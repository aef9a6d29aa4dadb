//! Project progress dashboard.
//!
//! Loads one [`models::ProgressDocument`] per page load and renders it into a status table,
//! agent cards and an activity log. The status table can be filtered by status and by
//! free-text query.

pub mod client;
pub mod config;
pub mod dashboard;
pub mod filter;
pub mod models;
pub mod page;
pub mod render;
pub mod server;
use serde::{Deserialize, Serialize};

use super::{non_empty_text, ActivityEntry, Agent, StatusRow};

/// The whole dashboard payload for one page load.
#[derive(Debug, Clone, Default, Serialize, Deserialize, PartialEq, Eq)]
#[serde(rename_all = "camelCase")]
pub struct ProgressDocument {
    /// Raw timestamp; the current instant is shown when absent.
    #[serde(default, deserialize_with = "non_empty_text")]
    pub last_updated: Option<String>,
    #[serde(default, deserialize_with = "null_as_empty")]
    pub status_rows: Vec<StatusRow>,
    #[serde(default, deserialize_with = "null_as_empty")]
    pub agents: Vec<Agent>,
    #[serde(default, deserialize_with = "null_as_empty")]
    pub activity: Vec<ActivityEntry>,
}

fn null_as_empty<'de, D, T>(deserializer: D) -> Result<Vec<T>, D::Error>
where
    D: serde::Deserializer<'de>,
    T: Deserialize<'de>,
{
    Ok(Option::<Vec<T>>::deserialize(deserializer)?.unwrap_or_default())
}

impl ProgressDocument {
    pub fn from_json(bytes: &[u8]) -> Result<Self, serde_json::Error> {
        serde_json::from_slice(bytes)
    }
}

# # # #

Exercise objective
Word for word, write out each record shown above.

Exercise solution
repository aef9a6d29aa4dadb
//! Project progress dashboard.
//!
//! Loads one [`models::ProgressDocument`] per page load and renders it into a status table,
//! agent cards and an activity log. The status table can be filtered by status and by
//! free-text query.

pub mod client;
pub mod config;
pub mod dashboard;
pub mod filter;
pub mod models;
pub mod page;
pub mod render;
pub mod server;
use serde::{Deserialize, Serialize};

use super::{non_empty_text, ActivityEntry, Agent, StatusRow};

/// The whole dashboard payload for one page load.
#[derive(Debug, Clone, Default, Serialize, Deserialize, PartialEq, Eq)]
#[serde(rename_all = "camelCase")]
pub struct ProgressDocument {
    /// Raw timestamp; the current instant is shown when absent.
    #[serde(default, deserialize_with = "non_empty_text")]
    pub last_updated: Option<String>,
    #[serde(default, deserialize_with = "null_as_empty")]
    pub status_rows: Vec<StatusRow>,
    #[serde(default, deserialize_with = "null_as_empty")]
    pub agents: Vec<Agent>,
    #[serde(default, deserialize_with = "null_as_empty")]
    pub activity: Vec<ActivityEntry>,
}

fn null_as_empty<'de, D, T>(deserializer: D) -> Result<Vec<T>, D::Error>
where
    D: serde::Deserializer<'de>,
    T: Deserialize<'de>,
{
    Ok(Option::<Vec<T>>::deserialize(deserializer)?.unwrap_or_default())
}

impl ProgressDocument {
    pub fn from_json(bytes: &[u8]) -> Result<Self, serde_json::Error> {
        serde_json::from_slice(bytes)
    }
}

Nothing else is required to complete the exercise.